Although there may be more time to come, here are four major technology trends that are expected to stay at the top of the PCB market and take the industry in different directions for a long time to come.
When computers were first invented, some people might spend their entire lives working on computers that took up an entire wall. Today, even calculators and watches have several orders of magnitude more computing power than those behemoths, let alone smartphones.
The entire manufacturing sector is in the sights of a whirlwind of innovation, most of which is geared towards miniaturization. Our computers are getting smaller and smaller, and so is everything else.
Across the consumer community, there seems to be a growing preference for smaller electronics.
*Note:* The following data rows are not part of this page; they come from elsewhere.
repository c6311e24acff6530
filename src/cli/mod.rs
//! CLI: argument parsing, telemetry setup, and action dispatch.

pub mod actions;
pub mod commands;
pub mod dispatch;
pub mod start;
pub mod telemetry;

pub use start::start;
use clap::{builder::ValueParser, Arg, Command};

pub const ARG_VERBOSITY: &str = "verbosity";

#[must_use]
pub fn validator_log_level() -> ValueParser {
    ValueParser::from(move |level: &str| -> std::result::Result<u8, String> {
        if let Ok(parsed) = level.parse::<u8>() {
            // Successfully parsed as a number
            if parsed <= 5 {
                return Ok(parsed);
            }
        }

        match level.to_lowercase().as_str() {
            "error" => Ok(0),
            "warn" => Ok(1),
            "info" => Ok(2),
            "debug" => Ok(3),
            "trace" => Ok(4),
            _ => Err("invalid log level".to_string()),
        }
    })
}

#[must_use]
pub fn with_args(command: Command) -> Command {
    command.arg(
        Arg::new(ARG_VERBOSITY)
            .short('v')
            .long("verbose")
            .help("Verbosity level: ERROR, WARN, INFO, DEBUG, TRACE (default: ERROR)")
            .env("PORDO_LOG_LEVEL")
            .global(true)
            .action(clap::ArgAction::Count)
            .value_parser(validator_log_level()),
    )
}
//! Health endpoint.

use axum::{
    http::HeaderMap,
    response::{IntoResponse, Json},
};
use serde_json::json;

use crate::GIT_COMMIT_HASH;

#[utoipa::path(
    get,
    path = "/health",
    responses(
        (status = 200, description = "Service is up")
    ),
    tag = "health"
)]
pub async fn health() -> impl IntoResponse {
    let body = Json(json!({
        "name": env!("CARGO_PKG_NAME"),
        "version": env!("CARGO_PKG_VERSION"),
        "build": GIT_COMMIT_HASH,
    }));

    let short_hash = if GIT_COMMIT_HASH.len() > 7 {
        &GIT_COMMIT_HASH[0..7]
    } else {
        ""
    };

    let mut headers = HeaderMap::new();
    if let Ok(value) = format!(
        "{}:{}:{}",
        env!("CARGO_PKG_NAME"),
        env!("CARGO_PKG_VERSION"),
        short_hash
    )
    .parse()
    {
        headers.insert("X-App", value);
    }

    (headers, body)
}

#[cfg(test)]
mod tests {
    use super::*;

    #[tokio::test]
    async fn health_reports_package_metadata() {
        let response = health().await.into_response();
        assert_eq!(response.status(), axum::http::StatusCode::OK);
        assert!(response.headers().contains_key("X-App"));
    }
}
//! Small helpers for auth validation and refresh-token hashing.

use regex::Regex;
use sha2::{Digest, Sha256};

/// Normalize an email for lookup/uniqueness checks.
pub(crate) fn normalize_email(email: &str) -> String {
    email.trim().to_lowercase()
}

/// Basic email format check on already-normalized input.
pub(crate) fn valid_email(email_normalized: &str) -> bool {
    Regex::new(r"^[^@\s]+@[^@\s]+\.[^@\s]+$").is_ok_and(|regex| regex.is_match(email_normalized))
}

/// Hash a refresh token so the raw value never touches the database. The
/// stored hash is the reference the rotation compare-and-set operates on.
pub(crate) fn hash_refresh_token(token: &str) -> Vec<u8> {
    let mut hasher = Sha256::new();
    hasher.update(token.as_bytes());
    hasher.finalize().to_vec()
}

#[cfg(test)]
mod tests {
    use super::*;

    #[test]
    fn normalize_email_trims_and_lowercases() {
        assert_eq!(normalize_email(" Alice@Example.COM "), "alice@example.com");
    }

    #[test]
    fn valid_email_accepts_basic_format() {
        assert!(valid_email("a@example.com"));
        assert!(valid_email("name.surname@example.co"));
        assert!(!valid_email("not-an-email"));
        assert!(!valid_email("a@b"));
    }

    #[test]
    fn hash_refresh_token_stable() {
        let first = hash_refresh_token("token");
        let second = hash_refresh_token("token");
        let different = hash_refresh_token("other");
        assert_eq!(first, second);
        assert_ne!(first, different);
        assert_eq!(first.len(), 32);
    }
}
//! Auth configuration and shared state.

use secrecy::SecretString;
use std::sync::Arc;

use super::token::TokenKeys;
use crate::directory::UserDirectory;

const DEFAULT_ACCESS_TOKEN_TTL_SECONDS: i64 = 15 * 60;
const DEFAULT_REFRESH_TOKEN_TTL_SECONDS: i64 = 10 * 24 * 60 * 60;

#[derive(Clone)]
pub struct AuthConfig {
    access_token_secret: SecretString,
    refresh_token_secret: SecretString,
    access_token_ttl_seconds: i64,
    refresh_token_ttl_seconds: i64,
    cookie_secure: bool,
}

impl AuthConfig {
    #[must_use]
    pub fn new(access_token_secret: SecretString, refresh_token_secret: SecretString) -> Self {
        Self {
            access_token_secret,
            refresh_token_secret,
            access_token_ttl_seconds: DEFAULT_ACCESS_TOKEN_TTL_SECONDS,
            refresh_token_ttl_seconds: DEFAULT_REFRESH_TOKEN_TTL_SECONDS,
            cookie_secure: true,
        }
    }

    #[must_use]
    pub fn with_access_token_ttl_seconds(mut self, seconds: i64) -> Self {
        self.access_token_ttl_seconds = seconds;
        self
    }

    #[must_use]
    pub fn with_refresh_token_ttl_seconds(mut self, seconds: i64) -> Self {
        self.refresh_token_ttl_seconds = seconds;
        self
    }

    #[must_use]
    pub fn with_cookie_secure(mut self, secure: bool) -> Self {
        self.cookie_secure = secure;
        self
    }

    #[must_use]
    pub fn access_token_ttl_seconds(&self) -> i64 {
        self.access_token_ttl_seconds
    }

    #[must_use]
    pub fn refresh_token_ttl_seconds(&self) -> i64 {
        self.refresh_token_ttl_seconds
    }

    pub(super) fn cookie_secure(&self) -> bool {
        self.cookie_secure
    }

    fn token_keys(&self) -> TokenKeys {
        TokenKeys::new(
            &self.access_token_secret,
            self.access_token_ttl_seconds,
            &self.refresh_token_secret,
            self.refresh_token_ttl_seconds,
        )
    }
}

impl std::fmt::Debug for AuthConfig {
    fn fmt(&self, f: &mut std::fmt::Formatter<'_>) -> std::fmt::Result {
        f.debug_struct("AuthConfig")
            .field("access_token_secret", &"***")
            .field("refresh_token_secret", &"***")
            .field("access_token_ttl_seconds", &self.access_token_ttl_seconds)
            .field("refresh_token_ttl_seconds", &self.refresh_token_ttl_seconds)
            .field("cookie_secure", &self.cookie_secure)
            .finish()
    }
}

/// Shared state for all auth handlers and the middleware: the config, the
/// derived signing keys, and the user directory.
pub struct AuthState {
    config: AuthConfig,
    keys: TokenKeys,
    users: Arc<dyn UserDirectory>,
}

impl AuthState {
    #[must_use]
    pub fn new(config: AuthConfig, users: Arc<dyn UserDirectory>) -> Self {
        let keys = config.token_keys();
        Self {
            config,
            keys,
            users,
        }
    }

    #[must_use]
    pub fn config(&self) -> &AuthConfig {
        &self.config
    }

    #[must_use]
    pub fn keys(&self) -> &TokenKeys {
        &self.keys
    }

    pub(crate) fn users(&self) -> &dyn UserDirectory {
        self.users.as_ref()
    }
}

#[cfg(test)]
mod tests {
    use super::*;
    use crate::directory::MemoryDirectory;

    fn config() -> AuthConfig {
        AuthConfig::new(
            SecretString::from("access-secret".to_string()),
            SecretString::from("refresh-secret".to_string()),
        )
    }

    #[test]
    fn auth_config_defaults_and_overrides() {
        let config = config();
        assert_eq!(
            config.access_token_ttl_seconds(),
            DEFAULT_ACCESS_TOKEN_TTL_SECONDS
        );
        assert_eq!(
            config.refresh_token_ttl_seconds(),
            DEFAULT_REFRESH_TOKEN_TTL_SECONDS
        );
        assert!(config.cookie_secure());

        let config = config
            .with_access_token_ttl_seconds(60)
            .with_refresh_token_ttl_seconds(3600)
            .with_cookie_secure(false);
        assert_eq!(config.access_token_ttl_seconds(), 60);
        assert_eq!(config.refresh_token_ttl_seconds(), 3600);
        assert!(!config.cookie_secure());
    }

    #[test]
    fn debug_redacts_secrets() {
        let output = format!("{:?}", config());
        assert!(!output.contains("access-secret"));
        assert!(!output.contains("refresh-secret"));
    }

    #[test]
    fn auth_state_constructs_with_memory_directory() {
        let state = AuthState::new(config(), Arc::new(MemoryDirectory::new()));
        assert_eq!(state.config().access_token_ttl_seconds(), 900);
    }
}
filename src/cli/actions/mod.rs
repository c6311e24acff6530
//! Actions the CLI can dispatch to.

pub mod server;

use anyhow::Result;

#[derive(Debug)]
pub enum Action {
    Server(Box<server::Args>),
}

impl Action {
    /// Execute the action.
    ///
    /// # Errors
    /// Propagates the underlying action's failure.
    pub async fn execute(self) -> Result<()> {
        match self {
            Self::Server(args) => server::execute(*args).await,
        }
    }
}
//! OpenAPI document for the HTTP surface.

use utoipa::OpenApi;

use super::handlers;
use crate::directory::UserProfile;

#[derive(OpenApi)]
#[openapi(
    info(
        title = "pordo",
        description = "Authentication and session service",
        license(name = "BSD-3-Clause")
    ),
    paths(
        handlers::health::health,
        handlers::register::register,
        handlers::auth::session::login,
        handlers::auth::session::refresh,
        handlers::auth::session::logout,
        handlers::me::me,
        handlers::me::change_password,
    ),
    components(schemas(
        UserProfile,
        handlers::auth::types::RegisterRequest,
        handlers::auth::types::LoginRequest,
        handlers::auth::types::RefreshRequest,
        handlers::auth::types::ChangePasswordRequest,
        handlers::auth::types::SessionData,
        handlers::auth::types::TokenData,
    )),
    tags(
        (name = "auth", description = "Login, refresh, logout, registration"),
        (name = "me", description = "Authenticated self-service"),
        (name = "health", description = "Service health")
    )
)]
struct ApiDoc;

/// Return the OpenAPI specification for this service.
#[must_use]
pub fn openapi() -> utoipa::openapi::OpenApi {
    ApiDoc::openapi()
}

#[cfg(test)]
mod tests {
    use super::*;

    #[test]
    fn document_lists_all_routes() {
        let doc = openapi();
        let paths = &doc.paths.paths;
        for path in [
            "/health",
            "/v1/auth/register",
            "/v1/auth/login",
            "/v1/auth/refresh",
            "/v1/auth/logout",
            "/v1/auth/password",
            "/v1/me",
        ] {
            assert!(paths.contains_key(path), "missing path: {path}");
        }
    }
}
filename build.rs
fn main() {
    built::write_built_file().expect("Failed to acquire build-time information");
}
//! Request authorization middleware.
//!
//! An explicit layer the router composes in front of protected routes: it
//! turns a request into an identity or a `401`, with no ambient side
//! effects. On success the resolved profile rides in request extensions;
//! on any failure the request is short-circuited before handler dispatch.

use axum::{
    extract::{Request, State},
    middleware::Next,
    response::Response,
};
use std::sync::Arc;
use tracing::debug;

use super::session::{bearer_token, cookie_value, ACCESS_TOKEN_COOKIE};
use super::state::AuthState;
use super::token::TokenKind;
use crate::api::response::ApiError;
use crate::directory::UserProfile;

/// Identity attached to authenticated requests.
#[derive(Clone, Debug)]
pub struct CurrentUser {
    pub profile: UserProfile,
}

/// Authenticate a request via the access-token cookie or a bearer header.
///
/// # Errors
///
/// Returns `401` when the token is missing, fails verification, or names a
/// user that no longer exists; `500` when the directory lookup fails.
pub async fn require_auth(
    State(auth_state): State<Arc<AuthState>>,
    mut request: Request,
    next: Next,
) -> Result<Response, ApiError> {
    let headers = request.headers();
    let token = cookie_value(headers, ACCESS_TOKEN_COOKIE)
        .or_else(|| bearer_token(headers))
        .ok_or(ApiError::Unauthorized)?;

    let claims = auth_state
        .keys()
        .verify(&token, TokenKind::Access)
        .map_err(|err| {
            debug!("access token rejected: {err}");
            ApiError::Unauthorized
        })?;

    // Tokens can outlive their user; a dangling id is unauthorized, not 404.
    let user = auth_state
        .users()
        .find_by_id(claims.sub)
        .await?
        .ok_or(ApiError::Unauthorized)?;

    request.extensions_mut().insert(CurrentUser {
        profile: user.profile(),
    });
    Ok(next.run(request).await)
}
Miniaturization means we can build smaller, more efficient houses and control them. Cheaper, more efficient cars and so on.
As PCB is the most important basic component in electronic products, PCB must pursue miniaturization relentlessly.
Especially in the PCB market, this means adopting high density interconnection technology. Further improvements in HDI technology will further reduce the size of PCBS, reaching more and more industries and commodities in the process.
Now the PCB industry is affected by some very practical factors such as climate and social pressure. The MANUFACTURING process of PCB needs to keep up with the trend of The Times and evolve towards sustainable development.
In fact, PCB manufacturers are always a hot topic when it comes to the intersection of development and environmental protection. The introduction of lead-free solder, for example, requires more energy-intensive manufacturing processes. Since then, the industry has been forced to find a new balance.
In other ways, PCB has been a leader. Polychlorinated biphenyls (PCBS) have traditionally been made from fiberglass as a base material, and most people consider them to be relatively environmentally friendly. Further developments may allow fiberglass to be replaced by materials more suitable for high data transfer rates, such as resin-coated copper and liquid crystal polymers.
As all types of manufacturing efforts adjust their footprints to a changing planet, the link between social needs and production and business convenience will become a new norm.
We have briefly described the fundamentals of PCB technology and how they can achieve greater complexity on thinner circuit boards. Now we put this concept into practice. PCB has been decreasing in thickness and adding features every year, and now we have many practical applications for small circuit boards.
Consumer electronics as a whole has been an important driver of PCB manufacturing and usage over the past few decades. Now that wearables have entered the space and are starting to become reliable consumer product types, PCBS will follow.
Like smartphones, wearable technology requires printed circuit boards, but they go a step further. They value design efficiency far more than past technologies can achieve.
The introduction of modern digital technology into medicine has been one of the greatest developments in modern human history. Today technology means we can safely store patient records in the cloud and manage them through apps and smartphones.
However, rapid advances in medical technology have affected PCB in some very interesting ways, and vice versa. The on-board camera is a new development that can even attach ultra-high-fidelity cameras to the PCB itself. The medical implications are enormous: when a camera needs to be inserted, swallowed or otherwise introduced into the body, the smaller the better. Some onboard cameras are now small enough to be swallowed.
As for public oversight, on-board cameras and smaller PCBS can also help. For example, dashcams and vest cameras have shown a useful role in mitigating illegal behavior, and many consumer technologies have emerged to meet this need. Many popular mobile-accessory companies are exploring ways to provide drivers with ever smaller, less dramatic dashboard cameras, including and including connected hubs that can interact with your phone while you’re driving.
New consumer technologies, medical advances, manufacturing breakthroughs, and strong generational trends are fascinating. Incredibly, PCB has a chance to be at the heart of it all.
That means it’s an exciting time to get into the field. What other technologies will bring new developments to the PCB market in the future? Let’s keep looking for answers.